I did it! My feet and ankles are exhausted, but it was so worth it! I live just blocks from the mountain trails, so my walk was a bit more of a hike. Nothing compared to what I used to do (8 miles of hiking/jogging/brisk walking each day before life changed), but I imagine I can work up to that again... It actually seems scary to say that. But I really want that part of my life back! 

I looked up at the mountains from base of a beautiful trail, and I was reminded of their magnificence. I felt a bit of vertigo and knew I wasn't ready to take on the narrow trails. But I did walk quite a bit on the hills underneath. One of my sons went up the steep trail, though. My whole family loved it!
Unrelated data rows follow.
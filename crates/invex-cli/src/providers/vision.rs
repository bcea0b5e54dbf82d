//! Remote vision OCR provider.
//!
//! Talks to a Google-Vision-style annotation endpoint: the image goes up as
//! base64 in a JSON body, the response carries `textAnnotations` with
//! bounding polygons (the first entry is the whole-image transcript and is
//! skipped) or a plain `fullTextAnnotation.text` block.

use std::time::Duration;

use base64::Engine;
use invex_core::{BoundingBox, OcrConfig, OcrError, OcrInput, OcrProvider, OcrToken};
use serde::Deserialize;
use tracing::debug;

pub struct RemoteVision {
    client: reqwest::blocking::Client,
    endpoint: String,
    api_key: String,
}

#[derive(Deserialize)]
struct AnnotateResponse {
    #[serde(default)]
    responses: Vec<AnnotateResult>,
}

#[derive(Deserialize)]
#[serde(rename_all = "camelCase")]
struct AnnotateResult {
    #[serde(default)]
    text_annotations: Vec<TextAnnotation>,
    full_text_annotation: Option<FullTextAnnotation>,
}

#[derive(Deserialize)]
#[serde(rename_all = "camelCase")]
struct TextAnnotation {
    description: String,
    bounding_poly: Option<BoundingPoly>,
}

#[derive(Deserialize)]
struct BoundingPoly {
    #[serde(default)]
    vertices: Vec<Vertex>,
}

#[derive(Deserialize, Default)]
struct Vertex {
    #[serde(default)]
    x: f32,
    #[serde(default)]
    y: f32,
}

#[derive(Deserialize)]
struct FullTextAnnotation {
    text: String,
}

impl RemoteVision {
    /// Fails when the endpoint is unset or the API key env var is missing,
    /// so the chain can fall through to the local provider.
    pub fn from_config(config: &OcrConfig) -> Result<Self, OcrError> {
        if config.endpoint.is_empty() {
            return Err(OcrError::Unavailable(
                "no remote OCR endpoint configured".to_string(),
            ));
        }

        let api_key = std::env::var(&config.api_key_env).map_err(|_| {
            OcrError::Unavailable(format!(
                "API key environment variable {} not set",
                config.api_key_env
            ))
        })?;

        let client = reqwest::blocking::Client::builder()
            .timeout(Duration::from_secs(config.timeout_secs))
            .build()
            .map_err(|e| OcrError::Provider(e.to_string()))?;

        Ok(Self {
            client,
            endpoint: config.endpoint.clone(),
            api_key,
        })
    }
}

impl OcrProvider for RemoteVision {
    fn name(&self) -> &str {
        "remote-vision"
    }

    fn recognize(&self, image: &[u8]) -> Result<OcrInput, OcrError> {
        let content = base64::engine::general_purpose::STANDARD.encode(image);
        let body = serde_json::json!({
            "requests": [{
                "image": { "content": content },
                "features": [{ "type": "TEXT_DETECTION" }],
            }]
        });

        let response = self
            .client
            .post(&self.endpoint)
            .bearer_auth(&self.api_key)
            .json(&body)
            .send()
            .map_err(|e| OcrError::Provider(format!("request failed: {}", e)))?;

        let status = response.status();
        if !status.is_success() {
            return Err(OcrError::Provider(format!(
                "OCR service returned {}",
                status
            )));
        }

        let annotate: AnnotateResponse = response
            .json()
            .map_err(|e| OcrError::Decode(format!("invalid OCR response: {}", e)))?;

        let result = annotate
            .responses
            .into_iter()
            .next()
            .ok_or_else(|| OcrError::Decode("empty OCR response".to_string()))?;

        // Word-level annotations; index 0 is the full transcript.
        if result.text_annotations.len() > 1 {
            let tokens: Vec<OcrToken> = result
                .text_annotations
                .into_iter()
                .skip(1)
                .map(|a| OcrToken {
                    text: a.description,
                    bounding_box: a.bounding_poly.and_then(to_bounding_box),
                })
                .collect();

            debug!("Remote OCR returned {} tokens", tokens.len());
            return Ok(OcrInput::Tokens(tokens));
        }

        if let Some(full) = result.full_text_annotation {
            debug!("Remote OCR returned full-text transcript");
            return Ok(OcrInput::Text(full.text));
        }

        Err(OcrError::Decode(
            "OCR response carried no text annotations".to_string(),
        ))
    }
}

fn to_bounding_box(poly: BoundingPoly) -> Option<BoundingBox> {
    let xs: Vec<f32> = poly.vertices.iter().map(|v| v.x).collect();
    let ys: Vec<f32> = poly.vertices.iter().map(|v| v.y).collect();

    let min_x = xs.iter().cloned().reduce(f32::min)?;
    let max_x = xs.iter().cloned().reduce(f32::max)?;
    let min_y = ys.iter().cloned().reduce(f32::min)?;
    let max_y = ys.iter().cloned().reduce(f32::max)?;

    Some(BoundingBox {
        x: min_x,
        y: min_y,
        width: max_x - min_x,
        height: max_y - min_y,
    })
}

#[cfg(test)]
mod tests {
    use super::*;

    #[test]
    fn test_bounding_poly_to_box() {
        let poly = BoundingPoly {
            vertices: vec![
                Vertex { x: 10.0, y: 20.0 },
                Vertex { x: 50.0, y: 20.0 },
                Vertex { x: 50.0, y: 35.0 },
                Vertex { x: 10.0, y: 35.0 },
            ],
        };

        let bbox = to_bounding_box(poly).unwrap();
        assert_eq!(bbox.x, 10.0);
        assert_eq!(bbox.y, 20.0);
        assert_eq!(bbox.width, 40.0);
        assert_eq!(bbox.height, 15.0);
    }

    #[test]
    fn test_empty_poly_has_no_box() {
        assert!(to_bounding_box(BoundingPoly { vertices: vec![] }).is_none());
    }

    #[test]
    fn test_annotations_deserialize() {
        let json = r#"{
            "responses": [{
                "textAnnotations": [
                    { "description": "Invoice No: INV-1" },
                    { "description": "Invoice", "boundingPoly": { "vertices": [{"x": 1, "y": 2}] } }
                ]
            }]
        }"#;

        let parsed: AnnotateResponse = serde_json::from_str(json).unwrap();
        assert_eq!(parsed.responses[0].text_annotations.len(), 2);
        assert_eq!(parsed.responses[0].text_annotations[1].description, "Invoice");
    }
}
Good family time. Good 'me' time, too. I will sleep well tonight.


----------



## Scifimom (Jul 27, 2011)

Yesterday I walked around my block, almost every porch-balcony-window had pots with flowers in. The whole neighbourhood smelled of honeysuckle flowers. My cat followed me for half the time then she got bored and returned home.
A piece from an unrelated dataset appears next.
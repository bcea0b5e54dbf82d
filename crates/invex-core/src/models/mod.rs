//! Data models: the invoice record contract and pipeline configuration.

pub mod config;
pub mod invoice;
I cant find a picture of my cat in photobucket so here is my favourite kitten pic







Its one of her kittens born last year, he was adopted last June. Since this birth my cat has been fixed, I am done having kittens


----------



## Gwen pippy (Jul 27, 2011)

Sorry guys I got distracted yday with my update as well, went back to the beach for breakfast with hubby and kids, saw a beautiful horse galloping in the water with sun in background was a lovely sight, will have to start carrying my camera so I can show you.

I unfortunately didn't get out this morning, had dodgy night, had bathroom trip and felt if I let myself in there again I may just camp there for the rest of the night, it was 3am, pain, cramps and then the dreaded panic attacks brought sweating and then chills. I got up 7.30 and made tea and pancakes and sat out in garden in sunshine, it worked wonders felt a whole lot better.

Hey Goldfish your pic is gorgeous, looks like we are actually getting a summer. GO IRELAND, as she throws off her rain gear and welly boots 

David, your walk sounded lovely, haven't seen tadpoles since I was a child, will have to go the hunt for a pond.
Jessi, fair play to you, not sure I would be able to do that walk but I'm sure going try. Sounds like you had great family time. my girls are only babies but we love going out together and chatting about the future and showing the kids new things.

Hope you are all enjoying your walk wherever it may lead you.
Gwen xxx


----------



## lookitsjen (Jul 27, 2011)

went for a walk up the street today. The hill was a little much for me so I turned back early, but I did see these flowers that I've never seen before. I took a picture with my phone but can't figure out how to put a pic in this post. anyways, nice to get out and about for a little.


----------



## Crohn's Mom (Jul 27, 2011)

I went for a short walk into my doctors office today...does that count? 
I did find myself looking around for some beauty and thinking about this thread...the storm clouds rolling in were mesmerizing!
I promise to try harder soon


----------



## Jessi (Jul 27, 2011)

Crohn's Mom said:


> I went for a short walk into my doctors office today...does that count?
> I did find myself looking around for some beauty and thinking about this thread...the storm clouds rolling in were mesmerizing!
> I promise to try harder soon


I say it counts, because you found beauty around you. Doesn't it just help your mood, so much! I love this!


----------



## David (Jul 27, 2011)

Welcome to the new members and good job those of you who have been walking!  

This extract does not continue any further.